Furthermore, while UK unemployment rates are low, wage growth has not kept pace with rising inflation. In the event rates rise, borrowers could be forced to a use a greater proportion of their earnings to pay off debts. Consumers could also have less to spend on goods and services, which in turn could be bad news for businesses.
Yet rising inflation could put pressure on the Bank of England to raise interest rates sooner. Jim Leaviss has therefore kept the fund’s duration relatively low. Duration is a measure of the fund’s sensitivity to rising yields or interest rates. When interest rates or bond yields rise (and prices fall), this low duration stance should provide an element of protection to the portfolio, although the fund could still fall in value in this environment.
How is the rest of the fund invested?
Around two thirds of the fund is currently invested in global government bonds and cash. The remainder is largely invested in corporate bonds, although exposure was reduced following strong performance last year.

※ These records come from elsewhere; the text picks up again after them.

/// Converts an indexed bitmap to BGR24 through its palette. Out-of-range
/// indices render black.
fn unpalettize(src: &Bitmap, palette: &[(u8, u8, u8)]) -> Bitmap<'static> {
    let mut out = Bitmap::new(src.width(), src.height(), PixelMode::Bgr24, 0);
    for y in 0..src.height() {
        for x in 0..src.width() {
            let index = src.pixel(x, y) as usize;
            let (r, g, b) = match palette.get(index) {
                Some(&rgb) => rgb,
                None => {
                    warn!("palette index {index} out of range ({} entries)", palette.len());
                    (0, 0, 0)
                }
            };
            out.put_pixel(x, y, PixelMode::Bgr24.pack(r, g, b));
        }
    }
    out
}

#[cfg(test)]
mod tests {
    use super::*;

    /// Builds a minimal BITMAPINFOHEADER file around raw raster bytes.
    fn synthesize(
        width: u32,
        height: i32,
        bpp: u16,
        compression: u32,
        masks: Option<(u32, u32, u32)>,
        palette: &[(u8, u8, u8)],
        raster: &[u8],
    ) -> Vec<u8> {
        let mask_bytes = if masks.is_some() { 12 } else { 0 };
        let data_offset = 14 + 40 + mask_bytes + 4 * palette.len() as u32;
        let file_size = data_offset + raster.len() as u32;

        let mut out = Vec::new();
        out.extend_from_slice(&SIGNATURE.to_le_bytes());
        out.extend_from_slice(&file_size.to_le_bytes());
        out.extend_from_slice(&[0; 4]);
        out.extend_from_slice(&data_offset.to_le_bytes());

        out.extend_from_slice(&40u32.to_le_bytes());
        out.extend_from_slice(&width.to_le_bytes());
        out.extend_from_slice(&height.to_le_bytes());
        out.extend_from_slice(&1u16.to_le_bytes());
        out.extend_from_slice(&bpp.to_le_bytes());
        out.extend_from_slice(&compression.to_le_bytes());
        out.extend_from_slice(&(raster.len() as u32).to_le_bytes());
        out.extend_from_slice(&[0; 8]);
        out.extend_from_slice(&(palette.len() as u32).to_le_bytes());
        out.extend_from_slice(&0u32.to_le_bytes());

        if let Some((r, g, b)) = masks {
            out.extend_from_slice(&r.to_le_bytes());
            out.extend_from_slice(&g.to_le_bytes());
            out.extend_from_slice(&b.to_le_bytes());
        }
        for &(r, g, b) in palette {
            out.extend_from_slice(&[b, g, r, 0]);
        }
        out.extend_from_slice(raster);
        out
    }

    #[test]
    fn decodes_a_bottom_up_24bpp_image() {
        // 2x2, rows padded to 4 bytes (6 -> 8). Encoded bottom row first.
        let raster = [
            0xFF, 0x00, 0x00, 0x00, 0xFF, 0x00, 0, 0, // image bottom: blue, green
            0x00, 0x00, 0xFF, 0xFF, 0xFF, 0xFF, 0, 0, // image top: red, white
        ];
        let data = synthesize(2, 2, 24, BI_RGB, None, &[], &raster);
        let bmp = Bitmap::from_bmp_data(&data).unwrap();

        assert_eq!(bmp.mode(), PixelMode::Bgr24);
        assert_eq!(bmp.pixel_rgb(bmp.pixel(0, 0)), (0xFF, 0x00, 0x00));
        assert_eq!(bmp.pixel_rgb(bmp.pixel(1, 0)), (0xFF, 0xFF, 0xFF));
        assert_eq!(bmp.pixel_rgb(bmp.pixel(0, 1)), (0x00, 0x00, 0xFF));
        assert_eq!(bmp.pixel_rgb(bmp.pixel(1, 1)), (0x00, 0xFF, 0x00));
    }

    #[test]
    fn negative_height_means_top_down_rows() {
        let raster = [
            0x00, 0x00, 0xFF, 0, // top row: red (plus padding)
            0xFF, 0x00, 0x00, 0, // bottom row: blue
        ];
        let data = synthesize(1, -2, 24, BI_RGB, None, &[], &raster);
        let bmp = Bitmap::from_bmp_data(&data).unwrap();
        assert_eq!(bmp.pixel_rgb(bmp.pixel(0, 0)), (0xFF, 0x00, 0x00));
        assert_eq!(bmp.pixel_rgb(bmp.pixel(0, 1)), (0x00, 0x00, 0xFF));
    }

    #[test]
    fn bitfields_select_the_pixel_mode() {
        let raster = [0x00, 0xF8, 0x00, 0x00]; // one RGB565 red pixel + pad
        let data = synthesize(1, 1, 16, BI_BITFIELDS, Some((0xF800, 0x07E0, 0x001F)), &[], &raster);
        let bmp = Bitmap::from_bmp_data(&data).unwrap();
        assert_eq!(bmp.mode(), PixelMode::Rgb565);
        assert_eq!(bmp.pixel(0, 0), 0xF800);

        let bad = synthesize(1, 1, 16, BI_BITFIELDS, Some((0x0F00, 0x00F0, 0x000F)), &[], &raster);
        assert!(Bitmap::from_bmp_data(&bad).is_err());
    }

    #[test]
    fn palette_images_unpack_to_bgr24() {
        // 2x1 8bpp, palette {0: red, 1: green}.
        let raster = [0x00, 0x01, 0, 0];
        let data = synthesize(
            2,
            1,
            8,
            BI_RGB,
            None,
            &[(255, 0, 0), (0, 255, 0)],
            &raster,
        );
        let bmp = Bitmap::from_bmp_data(&data).unwrap();
        assert_eq!(bmp.mode(), PixelMode::Bgr24);
        assert_eq!(bmp.pixel_rgb(bmp.pixel(0, 0)), (255, 0, 0));
        assert_eq!(bmp.pixel_rgb(bmp.pixel(1, 0)), (0, 255, 0));
    }

    #[test]
    fn rle8_runs_and_escapes_decode() {
        // 4x2 8bpp RLE: bottom row = 4x index 1; end-of-line; top row =
        // two literal indices then a run of 2x index 0; end-of-bitmap.
        let raster = [
            4, 1, // run: 4 pixels of index 1 (y=0 encoded, image bottom)
            0, 0, // end of line
            0, 2, 0, 0, // delta +0,+0 (no-op, exercises the escape)
            2, 0, // run: 2 pixels of index 0
            2, 1, // run: 2 pixels of index 1
            0, 1, // end of bitmap
        ];
        let data = synthesize(
            4,
            2,
            8,
            BI_RLE8,
            None,
            &[(10, 10, 10), (200, 200, 200)],
            &raster,
        );
        let bmp = Bitmap::from_bmp_data(&data).unwrap();
        // Encoded first row is the image's bottom row.
        for x in 0..4 {
            assert_eq!(bmp.pixel_rgb(bmp.pixel(x, 1)), (200, 200, 200));
        }
        assert_eq!(bmp.pixel_rgb(bmp.pixel(0, 0)), (10, 10, 10));
        assert_eq!(bmp.pixel_rgb(bmp.pixel(1, 0)), (10, 10, 10));
        assert_eq!(bmp.pixel_rgb(bmp.pixel(2, 0)), (200, 200, 200));
        assert_eq!(bmp.pixel_rgb(bmp.pixel(3, 0)), (200, 200, 200));
    }

    #[test]
    fn rle4_alternates_nibbles() {
        // 3x1 4bpp RLE: run of 3 pixels from value 0x12 -> 1, 2, 1.
        let raster = [3, 0x12, 0, 1];
        let palette: Vec<(u8, u8, u8)> = (0..16).map(|i| (i as u8 * 16, 0, 0)).collect();
        let data = synthesize(3, 1, 4, BI_RLE4, None, &palette, &raster);
        let bmp = Bitmap::from_bmp_data(&data).unwrap();
        assert_eq!(bmp.pixel_rgb(bmp.pixel(0, 0)), (16, 0, 0));
        assert_eq!(bmp.pixel_rgb(bmp.pixel(1, 0)), (32, 0, 0));
        assert_eq!(bmp.pixel_rgb(bmp.pixel(2, 0)), (16, 0, 0));
    }

    #[test]
    fn malformed_inputs_are_rejected() {
        assert!(Bitmap::from_bmp_data(b"xx").is_err(), "bad signature");
        assert!(Bitmap::from_bmp_data(b"BM").is_err(), "truncated header");

        let truncated = synthesize(4, 4, 24, BI_RGB, None, &[], &[0u8; 8]);
        assert!(Bitmap::from_bmp_data(&truncated).is_err(), "short raster");

        let mut bad_bpp = synthesize(1, 1, 24, BI_RGB, None, &[], &[0u8; 4]);
        bad_bpp[28] = 13; // rewrite the bit count field
        assert!(Bitmap::from_bmp_data(&bad_bpp).is_err());
    }

    #[test]
    fn rle_cannot_write_outside_the_frame() {
        // Three end-of-line escapes walk y past a 1-row bitmap, then a run
        // tries to write.
        let raster = [0, 0, 0, 0, 2, 1, 0, 1];
        let palette: Vec<(u8, u8, u8)> = (0..16).map(|i| (i as u8, 0, 0)).collect();
        let data = synthesize(2, 1, 4, BI_RLE4, None, &palette, &raster);
        assert!(Bitmap::from_bmp_data(&data).is_err());
    }

    #[test]
    fn missing_palette_falls_back_for_1bpp_only() {
        // 1bpp, colors_used=2, but no table bytes before the raster.
        let raster = [0b1000_0000, 0, 0, 0];
        let mut data = Vec::new();
        let data_offset: u32 = 14 + 40;
        data.extend_from_slice(&SIGNATURE.to_le_bytes());
        data.extend_from_slice(&(data_offset + 4).to_le_bytes());
        data.extend_from_slice(&[0; 4]);
        data.extend_from_slice(&data_offset.to_le_bytes());
        data.extend_from_slice(&40u32.to_le_bytes());
        data.extend_from_slice(&2u32.to_le_bytes()); // width
        data.extend_from_slice(&1i32.to_le_bytes()); // height
        data.extend_from_slice(&1u16.to_le_bytes());
        data.extend_from_slice(&1u16.to_le_bytes()); // bpp
        data.extend_from_slice(&BI_RGB.to_le_bytes());
        data.extend_from_slice(&[0; 12]);
        data.extend_from_slice(&2u32.to_le_bytes()); // colors used
        data.extend_from_slice(&0u32.to_le_bytes());
        data.extend_from_slice(&raster);

        let bmp = Bitmap::from_bmp_data(&data).unwrap();
        assert_eq!(bmp.pixel_rgb(bmp.pixel(0, 0)), (255, 255, 255));
        assert_eq!(bmp.pixel_rgb(bmp.pixel(1, 0)), (0, 0, 0));
    }
}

Jim Leaviss continues to find value in bonds issued by US financial companies and banks. A period of weakness following the US Presidential election last November provided the opportunity to invest in these bonds at more attractive prices (and higher yields), including those issued by Bank of America and Goldman Sachs.
Fears surrounding Donald Trump’s proposed protectionist policies also caused volatility in the emerging market bond markets and the manager used this as an opportunity to top up exposure. These bonds tend to offer higher yields to compensate for the extra risk taken in comparison with developed-market bonds. The manager initiated investments in bonds from the governments of Paraguay and Bolivia.
The fund may also invest more than 35% in securities issued or guaranteed by an EEA state or other countries listed in the fund’s prospectus.